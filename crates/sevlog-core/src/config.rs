//! Logger configuration.
//!
//! Settings come from a JSON file ([`load_config`]), from `SEVLOG_*`
//! environment variables ([`LogConfig::from_env`]), or are filled in by the
//! embedding program. Every field is optional; the `effective_*` accessors
//! supply the defaults.
//!
//! # Example config
//!
//! ```json
//! {
//!   "v": 1,
//!   "vmodule": "server=2,net/*=3",
//!   "alsologtostderr": true,
//!   "stderrthreshold": "WARNING",
//!   "log_dir": "/var/log/myapp",
//!   "max_size": 104857600,
//!   "flush_interval_secs": 5
//! }
//! ```

use std::{
    path::{Path, PathBuf},
    time::Duration,
};

use serde::Deserialize;

use crate::{
    error::{LogError, Result},
    file_sink::DEFAULT_MAX_SIZE,
    flush::DEFAULT_FLUSH_INTERVAL,
    level::{Level, PatternRule, TraceLocation, parse_vmodule},
    severity::Severity,
};

/// Prefix of every environment variable read by [`LogConfig::from_env`].
pub const ENV_PREFIX: &str = "SEVLOG_";

#[derive(Debug, Clone, Default, PartialEq, Eq, Deserialize)]
#[serde(default, deny_unknown_fields)]
pub struct LogConfig {
    /// Global verbosity threshold.
    pub v: Option<Level>,

    /// Comma-separated `pattern=N` overrides.
    pub vmodule: Option<String>,

    /// Log to stderr only, never to files.
    pub logtostderr: bool,

    /// Log to stderr in addition to files.
    pub alsologtostderr: bool,

    /// Records at or above this severity also go to stderr (default: ERROR).
    pub stderrthreshold: Option<String>,

    /// Preferred log directory; the system temp dir is the fallback.
    pub log_dir: Option<PathBuf>,

    /// `file.rs:N` location that forces a stack trace.
    pub log_backtrace_at: Option<String>,

    /// Rotate a file once it would grow beyond this many bytes.
    pub max_size: Option<u64>,

    pub flush_interval_secs: Option<u64>,
}

impl LogConfig {
    /// Read `SEVLOG_*` variables from the process environment.
    pub fn from_env() -> Result<Self> {
        Self::from_lookup(|key| std::env::var(format!("{ENV_PREFIX}{key}")).ok())
    }

    /// Build a config from an arbitrary variable source (key without prefix).
    pub fn from_lookup(lookup: impl Fn(&str) -> Option<String>) -> Result<Self> {
        let get = |key: &str| lookup(key).map(|v| v.trim().to_string()).filter(|v| !v.is_empty());
        Ok(Self {
            v: get("V").map(|v| parse_num("V", &v)).transpose()?,
            vmodule: get("VMODULE"),
            logtostderr: get("LOGTOSTDERR").map(|v| parse_bool("LOGTOSTDERR", &v)).transpose()?.unwrap_or(false),
            alsologtostderr: get("ALSOLOGTOSTDERR")
                .map(|v| parse_bool("ALSOLOGTOSTDERR", &v))
                .transpose()?
                .unwrap_or(false),
            stderrthreshold: get("STDERRTHRESHOLD"),
            log_dir: get("LOG_DIR").map(PathBuf::from),
            log_backtrace_at: get("LOG_BACKTRACE_AT"),
            max_size: get("MAX_SIZE").map(|v| parse_num("MAX_SIZE", &v)).transpose()?,
            flush_interval_secs: get("FLUSH_INTERVAL_SECS").map(|v| parse_num("FLUSH_INTERVAL_SECS", &v)).transpose()?,
        })
    }

    /// Fields set in `other` replace the ones in `self`.
    pub fn merge(mut self, other: LogConfig) -> Self {
        self.v = other.v.or(self.v);
        self.vmodule = other.vmodule.or(self.vmodule);
        self.logtostderr |= other.logtostderr;
        self.alsologtostderr |= other.alsologtostderr;
        self.stderrthreshold = other.stderrthreshold.or(self.stderrthreshold);
        self.log_dir = other.log_dir.or(self.log_dir);
        self.log_backtrace_at = other.log_backtrace_at.or(self.log_backtrace_at);
        self.max_size = other.max_size.or(self.max_size);
        self.flush_interval_secs = other.flush_interval_secs.or(self.flush_interval_secs);
        self
    }

    pub fn effective_v(&self) -> Level {
        self.v.unwrap_or(0)
    }

    pub fn effective_vmodule(&self) -> Result<Vec<PatternRule>> {
        self.vmodule.as_deref().map_or_else(|| Ok(Vec::new()), parse_vmodule)
    }

    pub fn effective_stderr_threshold(&self) -> Result<Severity> {
        self.stderrthreshold.as_deref().map_or(Ok(Severity::Error), str::parse)
    }

    /// Candidate directories, in order of preference.
    pub fn effective_log_dirs(&self) -> Vec<PathBuf> {
        let mut dirs: Vec<PathBuf> = self.log_dir.iter().cloned().collect();
        dirs.push(std::env::temp_dir());
        dirs
    }

    pub fn effective_backtrace_at(&self) -> Result<Option<TraceLocation>> {
        self.log_backtrace_at.as_deref().map(str::parse).transpose()
    }

    pub fn effective_max_size(&self) -> u64 {
        self.max_size.unwrap_or(DEFAULT_MAX_SIZE)
    }

    pub fn effective_flush_interval(&self) -> Duration {
        self.flush_interval_secs.map_or(DEFAULT_FLUSH_INTERVAL, Duration::from_secs)
    }

    /// Check every field without applying anything.
    pub fn validate(&self) -> Result<()> {
        if self.v.is_some_and(|v| v < 0) {
            return Err(LogError::Config(format!("v: level must be non-negative, got {}", self.effective_v())));
        }
        self.effective_vmodule()?;
        self.effective_stderr_threshold()?;
        self.effective_backtrace_at()?;
        if self.max_size == Some(0) {
            return Err(LogError::Config("max_size: must be positive".into()));
        }
        if self.flush_interval_secs == Some(0) {
            return Err(LogError::Config("flush_interval_secs: must be positive".into()));
        }
        Ok(())
    }
}

fn parse_num<T: std::str::FromStr>(key: &str, value: &str) -> Result<T>
where
    T::Err: std::fmt::Display,
{
    value.parse().map_err(|e| LogError::Config(format!("{ENV_PREFIX}{key}: {value:?}: {e}")))
}

fn parse_bool(key: &str, value: &str) -> Result<bool> {
    match value.to_ascii_lowercase().as_str() {
        "1" | "t" | "true" | "yes" | "on" => Ok(true),
        "0" | "f" | "false" | "no" | "off" => Ok(false),
        _ => Err(LogError::Config(format!("{ENV_PREFIX}{key}: not a boolean: {value:?}"))),
    }
}

/// Load and parse a JSON config file.
pub fn load_config(path: &Path) -> Result<LogConfig> {
    let content = std::fs::read_to_string(path).map_err(|e| LogError::file(path, e))?;
    let config: LogConfig =
        serde_json::from_str(&content).map_err(|e| LogError::Config(format!("{}: {e}", path.display())))?;
    config.validate()?;
    Ok(config)
}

◆ YOUR ASSIGNMENT ◆
Using the records above, set down exactly the lines from the one with "level must be" through the one with "self.effective_backtrace_at()?;", inclusive, and nothing more.

◆ SOLUTION TO THIS EXERCISE ◆
            return Err(LogError::Config(format!("v: level must be non-negative, got {}", self.effective_v())));
        }
        self.effective_vmodule()?;
        self.effective_stderr_threshold()?;
        self.effective_backtrace_at()?;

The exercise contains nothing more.